3.) Go back to that journal and address every negative belief that you have about yourself. Now write the opposite next to it.
- If you wrote “I hate my hair” Now you write “I love my hair!” And then think about ways to find love for your hair and write those down too! “Well I guess I do like the color of my hair, and how long it is….and even though I wish it had more volume and held curls, my friends are always jealous because my hair is so straight and shiny. I guess I should be grateful that I even have hair, some people don’t. I love my hair.”
4.) Next step is to set daily mantras. I do these in the car on the way home from yoga.
- “I am strong. I am beautiful. I am intelligent. I am successful. I am peaceful.”
This is how we begin to reverse our negative beliefs about ourselves, and even situations in life. Not only do I use this on myself but I now use it anytime something seemingly bad happens. Turns out things aren’t ever as bad as they seem anymore and I live a much happier and peaceful life because of it.
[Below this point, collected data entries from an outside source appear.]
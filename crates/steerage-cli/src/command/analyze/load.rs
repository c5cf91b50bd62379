use std::path::Path;

use anyhow::Context;
use steerage_table::{PassengerTable, loader};

use super::reporter::Reporter;

pub(super) const HEAD_ROWS: usize = 5;

pub(crate) fn run(input: &Path, reporter: &mut Reporter) -> anyhow::Result<PassengerTable> {
    println!("== LOAD ==");
    let table = loader::read_passengers(input)
        .with_context(|| format!("Failed to load passenger table: {}", input.display()))?;
    let (rows, cols) = table.shape();
    println!("Shape: ({rows}, {cols})");
    println!("{}", table.dtypes());

    reporter.table("tbl_head_raw", &table.head(HEAD_ROWS), "Head (raw, normalized)")?;
    reporter.table("tbl_dtypes", &table.dtypes(), "Data types")?;
    reporter.table("tbl_shape", &table.shape_frame(), "Table shape")?;
    Ok(table)
}

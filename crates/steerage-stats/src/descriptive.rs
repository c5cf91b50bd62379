use crate::percentiles::{self, compute_percentile};

/// Descriptive statistics summarizing a dataset.
///
/// This structure contains common measures of central tendency, dispersion,
/// and spread for a dataset of `f64` values.
#[derive(Debug, Clone)]
pub struct DescriptiveStats {
    /// The number of observed values.
    pub count: usize,
    /// The minimum value in the dataset.
    pub min: f64,
    /// The maximum value in the dataset.
    pub max: f64,
    /// The arithmetic mean (average) of the dataset.
    pub mean: f64,
    /// The median value of the dataset (average of the two middle values
    /// for an even count).
    pub median: f64,
    /// The sample variance (`n - 1` denominator). NaN for a single value.
    pub variance: f64,
    /// The sample standard deviation. NaN for a single value.
    pub std_dev: f64,
}

impl DescriptiveStats {
    /// Computes descriptive statistics from unsorted values.
    ///
    /// NaN values are treated as missing and skipped.
    ///
    /// # Returns
    ///
    /// * `Some(DescriptiveStats)` - if the dataset contains at least one value
    /// * `None` - if the dataset is empty
    ///
    /// # Examples
    ///
    /// ```
    /// # use steerage_stats::descriptive::DescriptiveStats;
    /// let values = [5.0, 2.0, 4.0, 1.0, 3.0];
    /// let stats = DescriptiveStats::new(values).unwrap();
    /// assert_eq!(stats.count, 5);
    /// assert_eq!(stats.min, 1.0);
    /// assert_eq!(stats.max, 5.0);
    /// assert_eq!(stats.mean, 3.0);
    /// assert_eq!(stats.median, 3.0);
    /// assert_eq!(stats.variance, 2.5);
    /// ```
    #[must_use]
    pub fn new<I>(values: I) -> Option<Self>
    where
        I: IntoIterator<Item = f64>,
    {
        let values = percentiles::sorted_finite(values);
        Self::from_sorted(&values)
    }

    /// Computes descriptive statistics from pre-sorted values.
    ///
    /// # Panics
    ///
    /// Panics if `sorted_values` is not sorted in ascending order.
    #[expect(clippy::cast_precision_loss)]
    #[must_use]
    pub fn from_sorted(sorted_values: &[f64]) -> Option<Self> {
        assert!(
            sorted_values.is_sorted_by(|a, b| a <= b),
            "values must be sorted in ascending order"
        );

        let min = *sorted_values.first()?;
        let max = *sorted_values.last()?;
        let count = sorted_values.len();
        let n = count as f64;
        let mean = sorted_values.iter().sum::<f64>() / n;
        let median = compute_percentile(sorted_values, 50.0);
        let variance = if count < 2 {
            f64::NAN
        } else {
            sorted_values
                .iter()
                .map(|v| (v - mean).powi(2))
                .sum::<f64>()
                / (n - 1.0)
        };
        let std_dev = variance.sqrt();

        Some(Self {
            count,
            min,
            max,
            mean,
            median,
            variance,
            std_dev,
        })
    }
}

/// Median of unsorted values, skipping NaN. `None` when nothing is observed.
///
/// ```
/// # use steerage_stats::descriptive::median;
/// assert_eq!(median([22.0, f64::NAN, 38.0, 26.0, 35.0]), Some(30.5));
/// assert_eq!(median([f64::NAN]), None);
/// ```
#[must_use]
pub fn median<I>(values: I) -> Option<f64>
where
    I: IntoIterator<Item = f64>,
{
    let sorted = percentiles::sorted_finite(values);
    if sorted.is_empty() {
        None
    } else {
        Some(compute_percentile(&sorted, 50.0))
    }
}

#[cfg(test)]
mod tests {
    use super::*;

    #[test]
    fn test_empty_values() {
        assert!(DescriptiveStats::new(Vec::<f64>::new()).is_none());
        assert!(DescriptiveStats::new([f64::NAN, f64::NAN]).is_none());
    }

    #[test]
    fn test_single_value_has_undefined_spread() {
        let stats = DescriptiveStats::new([4.0]).unwrap();
        assert_eq!(stats.count, 1);
        assert_eq!(stats.mean, 4.0);
        assert!(stats.std_dev.is_nan());
    }

    #[test]
    fn test_even_count_median_is_midpoint() {
        let stats = DescriptiveStats::new([1.0, 2.0, 3.0, 10.0]).unwrap();
        assert_eq!(stats.median, 2.5);
    }

    #[test]
    fn test_sample_standard_deviation() {
        let stats = DescriptiveStats::new([2.0, 4.0, 4.0, 4.0, 5.0, 5.0, 7.0, 9.0]).unwrap();
        assert_eq!(stats.mean, 5.0);
        // sum of squares = 32, n - 1 = 7
        assert!((stats.variance - 32.0 / 7.0).abs() < 1e-12);
    }
}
And if you do this exercise and it still doesn’t work. I have something else to share with you…
Dr. Emoto played different frequencies of music to water and examined the water under a microscope. He found that when the frequency of the music changed, the water pattern also changed. He took this same idea to cooked rice. He split the rice between two jars and kept them a few feet apart. Each day he gave one jar positive affirmations while the other one he spoke negatively to. Over just a week he found that the “I hate you” jar had molded rapidly while the “I love you” jar remained pure. I tried this same experiment at home with an apple, I don’t know what happened to the photo I took but I’m happy to Promote Danielle’s:
If our bodies are 80% water, then what does that mean for us?
Sticks and stones may break my bones but words will never hurt me? Yeah that’s a lie too.
It means that the words we tell each other and ourselves and even the thoughts we think are impacting us on a physical level. We are literally making ourselves sick. Ridiculous isn’t it?
If you are having deep resistance to self-love and the processes I’ve given you. There is something I’d like you to then try. If looking at yourself into the mirror and convincing yourself that you are beautiful feels like you’re lying to yourself then take a glass of water (preferably purified water) and put your hands around that glass. Focus on something that you do actually love (your children? Your Mom? Your best friend? Your dog?) Focus ALL of your love on that person or thing, holding your hands around the glass of water for as long as it feels right. Then drink it. You will be filling yourself up with your own love. <3
This is my mission in life, to inspire and empower others to realize their fullest potential and to see the beauty in yourself that I see in each and every one of your lovely souls.